//! Ports layer - Trait definitions (interfaces).
//!
//! This module defines the interfaces that the application layer uses
//! to interact with external systems. Implementations live in `adapters`.

mod config;
mod killer;
mod scanner;
mod spawner;

pub use config::TunnelRepository;
pub use killer::ProcessTable;
pub use scanner::ConnectionTable;
pub use spawner::{ProcessSpawner, SupervisedProcess};
//! Port-to-process inventory.

use std::collections::HashMap;

use parking_lot::RwLock;
use tracing::{debug, warn};

use crate::adapters::{PortScanner, SystemProcessTable};
use crate::domain::{filter_ports, PortFilter, PortRecord, UNKNOWN_PROCESS};
use crate::ports::{ConnectionTable, ProcessTable};

/// Application service for port scanning operations.
///
/// `scan()` builds a snapshot of every inet socket and its owning process and
/// swaps it in whole. All queries read the last completed snapshot and never
/// rescan on their own.
pub struct PortInventory<C: ConnectionTable = PortScanner, P: ProcessTable = SystemProcessTable> {
    connections: C,
    processes: P,
    snapshot: RwLock<Vec<PortRecord>>,
}

impl PortInventory {
    /// Inventory over the host's connection and process tables.
    pub fn system() -> Self {
        Self::new(PortScanner::new(), SystemProcessTable::new())
    }
}

impl<C: ConnectionTable, P: ProcessTable> PortInventory<C, P> {
    pub fn new(connections: C, processes: P) -> Self {
        Self {
            connections,
            processes,
            snapshot: RwLock::new(Vec::new()),
        }
    }

    /// Refresh the snapshot and return it.
    ///
    /// Never fails: if the connection table can't be read the snapshot
    /// becomes empty.
    pub fn scan(&self) -> Vec<PortRecord> {
        let raw = match self.connections.connections() {
            Ok(raw) => raw,
            Err(e) => {
                warn!(error = %e, "Connection table unavailable, snapshot is empty");
                Vec::new()
            }
        };

        // Several sockets usually share an owner
        let mut names: HashMap<u32, String> = HashMap::new();
        let mut records: Vec<PortRecord> = raw
            .into_iter()
            .map(|conn| {
                let name = match conn.pid {
                    Some(pid) => names
                        .entry(pid)
                        .or_insert_with(|| self.resolve_name(pid))
                        .clone(),
                    None => UNKNOWN_PROCESS.to_string(),
                };
                PortRecord::from_raw(conn, name)
            })
            .collect();

        records.sort_by(|a, b| {
            a.local_port
                .cmp(&b.local_port)
                .then(a.protocol.cmp(&b.protocol))
                .then(a.pid.cmp(&b.pid))
        });

        debug!(count = records.len(), "Scan complete");

        *self.snapshot.write() = records.clone();
        records
    }

    fn resolve_name(&self, pid: u32) -> String {
        self.processes.process_name(pid).unwrap_or_else(|e| {
            debug!(pid = pid, error = %e, "Could not resolve process name");
            UNKNOWN_PROCESS.to_string()
        })
    }

    /// Get all cached records.
    pub fn get_cached(&self) -> Vec<PortRecord> {
        self.snapshot.read().clone()
    }

    /// Records bound to `port` locally.
    pub fn find_by_port(&self, port: u16) -> Vec<PortRecord> {
        self.select(|r| r.local_port == port)
    }

    /// Records whose process name contains `name`, ignoring case.
    pub fn find_by_process(&self, name: &str) -> Vec<PortRecord> {
        let needle = name.to_lowercase();
        self.select(|r| r.process_name.to_lowercase().contains(&needle))
    }

    /// Records in LISTEN state.
    pub fn get_listening_ports(&self) -> Vec<PortRecord> {
        self.select(PortRecord::is_listening)
    }

    pub fn find_by_pid(&self, pid: u32) -> Vec<PortRecord> {
        self.select(|r| r.pid == pid)
    }

    /// Records matching `filter`.
    pub fn filter(&self, filter: &PortFilter) -> Vec<PortRecord> {
        filter_ports(&self.snapshot.read(), filter)
    }

    fn select(&self, pred: impl Fn(&PortRecord) -> bool) -> Vec<PortRecord> {
        self.snapshot
            .read()
            .iter()
            .filter(|r| pred(r))
            .cloned()
            .collect()
    }
}
//! JSON file persistence.
//!
//! Tunnel definitions are stored in `~/.portpilot/tunnels.json` as a map from
//! name to definition.

use std::collections::BTreeMap;
use std::fs;
use std::io::{BufWriter, ErrorKind, Write};
use std::path::{Path, PathBuf};

use serde::Serialize;
use tempfile::NamedTempFile;

use crate::config::config_dir;
use crate::domain::TunnelDefinition;
use crate::error::{Error, Result};
use crate::ports::TunnelRepository;

/// File name of the tunnel store inside the config directory.
pub const TUNNELS_FILE: &str = "tunnels.json";

/// Serialize `value` to `path` without ever exposing a half-written file.
///
/// The data goes to a temp file in the same directory, is flushed to disk and
/// then renamed over the target. On any earlier failure the temp file is
/// removed when it drops.
pub(crate) fn write_json_atomic<T: Serialize + ?Sized>(path: &Path, value: &T) -> Result<()> {
    let parent = match path.parent() {
        Some(p) if !p.as_os_str().is_empty() => p,
        _ => Path::new("."),
    };

    fs::create_dir_all(parent).map_err(|e| {
        Error::Storage(format!("Failed to create {}: {}", parent.display(), e))
    })?;

    let tmp = NamedTempFile::new_in(parent)
        .map_err(|e| Error::Storage(format!("Failed to create temp file: {}", e)))?;

    {
        let mut writer = BufWriter::new(tmp.as_file());
        serde_json::to_writer_pretty(&mut writer, value)
            .map_err(|e| Error::Storage(format!("Failed to serialize: {}", e)))?;
        writer
            .flush()
            .map_err(|e| Error::Storage(format!("Failed to write: {}", e)))?;
    }

    tmp.as_file()
        .sync_all()
        .map_err(|e| Error::Storage(format!("Failed to sync: {}", e)))?;

    tmp.persist(path).map_err(|e| {
        Error::Storage(format!("Failed to save {}: {}", path.display(), e.error))
    })?;

    Ok(())
}

/// Tunnel repository backed by a JSON file.
#[derive(Debug, Clone)]
pub struct JsonTunnelStore {
    path: PathBuf,
}

impl JsonTunnelStore {
    /// Store at the default location (`~/.portpilot/tunnels.json`).
    pub fn new() -> Result<Self> {
        Ok(Self {
            path: config_dir()?.join(TUNNELS_FILE),
        })
    }

    pub fn with_path(path: impl Into<PathBuf>) -> Self {
        Self { path: path.into() }
    }

    pub fn path(&self) -> &Path {
        &self.path
    }
}

impl TunnelRepository for JsonTunnelStore {
    fn load(&self) -> Result<BTreeMap<String, TunnelDefinition>> {
        let content = match fs::read_to_string(&self.path) {
            Ok(content) => content,
            Err(e) if e.kind() == ErrorKind::NotFound => return Ok(BTreeMap::new()),
            Err(e) => {
                return Err(Error::Storage(format!(
                    "Failed to read {}: {}",
                    self.path.display(),
                    e
                )))
            }
        };

        let mut tunnels: BTreeMap<String, TunnelDefinition> = serde_json::from_str(&content)
            .map_err(|e| {
                Error::Storage(format!("Failed to parse {}: {}", self.path.display(), e))
            })?;

        // The map key is authoritative
        for (name, def) in tunnels.iter_mut() {
            if def.name != *name {
                def.name = name.clone();
            }
        }

        Ok(tunnels)
    }

    fn save(&self, tunnels: &BTreeMap<String, TunnelDefinition>) -> Result<()> {
        write_json_atomic(&self.path, tunnels)
    }
}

[Problem statement]:
Give back every line of the data exactly as it was written.

[Solution]:
//! Ports layer - Trait definitions (interfaces).
//!
//! This module defines the interfaces that the application layer uses
//! to interact with external systems. Implementations live in `adapters`.

mod config;
mod killer;
mod scanner;
mod spawner;

pub use config::TunnelRepository;
pub use killer::ProcessTable;
pub use scanner::ConnectionTable;
pub use spawner::{ProcessSpawner, SupervisedProcess};
//! Port-to-process inventory.

use std::collections::HashMap;

use parking_lot::RwLock;
use tracing::{debug, warn};

use crate::adapters::{PortScanner, SystemProcessTable};
use crate::domain::{filter_ports, PortFilter, PortRecord, UNKNOWN_PROCESS};
use crate::ports::{ConnectionTable, ProcessTable};

/// Application service for port scanning operations.
///
/// `scan()` builds a snapshot of every inet socket and its owning process and
/// swaps it in whole. All queries read the last completed snapshot and never
/// rescan on their own.
pub struct PortInventory<C: ConnectionTable = PortScanner, P: ProcessTable = SystemProcessTable> {
    connections: C,
    processes: P,
    snapshot: RwLock<Vec<PortRecord>>,
}

impl PortInventory {
    /// Inventory over the host's connection and process tables.
    pub fn system() -> Self {
        Self::new(PortScanner::new(), SystemProcessTable::new())
    }
}

impl<C: ConnectionTable, P: ProcessTable> PortInventory<C, P> {
    pub fn new(connections: C, processes: P) -> Self {
        Self {
            connections,
            processes,
            snapshot: RwLock::new(Vec::new()),
        }
    }

    /// Refresh the snapshot and return it.
    ///
    /// Never fails: if the connection table can't be read the snapshot
    /// becomes empty.
    pub fn scan(&self) -> Vec<PortRecord> {
        let raw = match self.connections.connections() {
            Ok(raw) => raw,
            Err(e) => {
                warn!(error = %e, "Connection table unavailable, snapshot is empty");
                Vec::new()
            }
        };

        // Several sockets usually share an owner
        let mut names: HashMap<u32, String> = HashMap::new();
        let mut records: Vec<PortRecord> = raw
            .into_iter()
            .map(|conn| {
                let name = match conn.pid {
                    Some(pid) => names
                        .entry(pid)
                        .or_insert_with(|| self.resolve_name(pid))
                        .clone(),
                    None => UNKNOWN_PROCESS.to_string(),
                };
                PortRecord::from_raw(conn, name)
            })
            .collect();

        records.sort_by(|a, b| {
            a.local_port
                .cmp(&b.local_port)
                .then(a.protocol.cmp(&b.protocol))
                .then(a.pid.cmp(&b.pid))
        });

        debug!(count = records.len(), "Scan complete");

        *self.snapshot.write() = records.clone();
        records
    }

    fn resolve_name(&self, pid: u32) -> String {
        self.processes.process_name(pid).unwrap_or_else(|e| {
            debug!(pid = pid, error = %e, "Could not resolve process name");
            UNKNOWN_PROCESS.to_string()
        })
    }

    /// Get all cached records.
    pub fn get_cached(&self) -> Vec<PortRecord> {
        self.snapshot.read().clone()
    }

    /// Records bound to `port` locally.
    pub fn find_by_port(&self, port: u16) -> Vec<PortRecord> {
        self.select(|r| r.local_port == port)
    }

    /// Records whose process name contains `name`, ignoring case.
    pub fn find_by_process(&self, name: &str) -> Vec<PortRecord> {
        let needle = name.to_lowercase();
        self.select(|r| r.process_name.to_lowercase().contains(&needle))
    }

    /// Records in LISTEN state.
    pub fn get_listening_ports(&self) -> Vec<PortRecord> {
        self.select(PortRecord::is_listening)
    }

    pub fn find_by_pid(&self, pid: u32) -> Vec<PortRecord> {
        self.select(|r| r.pid == pid)
    }

    /// Records matching `filter`.
    pub fn filter(&self, filter: &PortFilter) -> Vec<PortRecord> {
        filter_ports(&self.snapshot.read(), filter)
    }

    fn select(&self, pred: impl Fn(&PortRecord) -> bool) -> Vec<PortRecord> {
        self.snapshot
            .read()
            .iter()
            .filter(|r| pred(r))
            .cloned()
            .collect()
    }
}
//! JSON file persistence.
//!
//! Tunnel definitions are stored in `~/.portpilot/tunnels.json` as a map from
//! name to definition.

use std::collections::BTreeMap;
use std::fs;
use std::io::{BufWriter, ErrorKind, Write};
use std::path::{Path, PathBuf};

use serde::Serialize;
use tempfile::NamedTempFile;

use crate::config::config_dir;
use crate::domain::TunnelDefinition;
use crate::error::{Error, Result};
use crate::ports::TunnelRepository;

/// File name of the tunnel store inside the config directory.
pub const TUNNELS_FILE: &str = "tunnels.json";

/// Serialize `value` to `path` without ever exposing a half-written file.
///
/// The data goes to a temp file in the same directory, is flushed to disk and
/// then renamed over the target. On any earlier failure the temp file is
/// removed when it drops.
pub(crate) fn write_json_atomic<T: Serialize + ?Sized>(path: &Path, value: &T) -> Result<()> {
    let parent = match path.parent() {
        Some(p) if !p.as_os_str().is_empty() => p,
        _ => Path::new("."),
    };

    fs::create_dir_all(parent).map_err(|e| {
        Error::Storage(format!("Failed to create {}: {}", parent.display(), e))
    })?;

    let tmp = NamedTempFile::new_in(parent)
        .map_err(|e| Error::Storage(format!("Failed to create temp file: {}", e)))?;

    {
        let mut writer = BufWriter::new(tmp.as_file());
        serde_json::to_writer_pretty(&mut writer, value)
            .map_err(|e| Error::Storage(format!("Failed to serialize: {}", e)))?;
        writer
            .flush()
            .map_err(|e| Error::Storage(format!("Failed to write: {}", e)))?;
    }

    tmp.as_file()
        .sync_all()
        .map_err(|e| Error::Storage(format!("Failed to sync: {}", e)))?;

    tmp.persist(path).map_err(|e| {
        Error::Storage(format!("Failed to save {}: {}", path.display(), e.error))
    })?;

    Ok(())
}

/// Tunnel repository backed by a JSON file.
#[derive(Debug, Clone)]
pub struct JsonTunnelStore {
    path: PathBuf,
}

impl JsonTunnelStore {
    /// Store at the default location (`~/.portpilot/tunnels.json`).
    pub fn new() -> Result<Self> {
        Ok(Self {
            path: config_dir()?.join(TUNNELS_FILE),
        })
    }

    pub fn with_path(path: impl Into<PathBuf>) -> Self {
        Self { path: path.into() }
    }

    pub fn path(&self) -> &Path {
        &self.path
    }
}

impl TunnelRepository for JsonTunnelStore {
    fn load(&self) -> Result<BTreeMap<String, TunnelDefinition>> {
        let content = match fs::read_to_string(&self.path) {
            Ok(content) => content,
            Err(e) if e.kind() == ErrorKind::NotFound => return Ok(BTreeMap::new()),
            Err(e) => {
                return Err(Error::Storage(format!(
                    "Failed to read {}: {}",
                    self.path.display(),
                    e
                )))
            }
        };

        let mut tunnels: BTreeMap<String, TunnelDefinition> = serde_json::from_str(&content)
            .map_err(|e| {
                Error::Storage(format!("Failed to parse {}: {}", self.path.display(), e))
            })?;

        // The map key is authoritative
        for (name, def) in tunnels.iter_mut() {
            if def.name != *name {
                def.name = name.clone();
            }
        }

        Ok(tunnels)
    }

    fn save(&self, tunnels: &BTreeMap<String, TunnelDefinition>) -> Result<()> {
        write_json_atomic(&self.path, tunnels)
    }
}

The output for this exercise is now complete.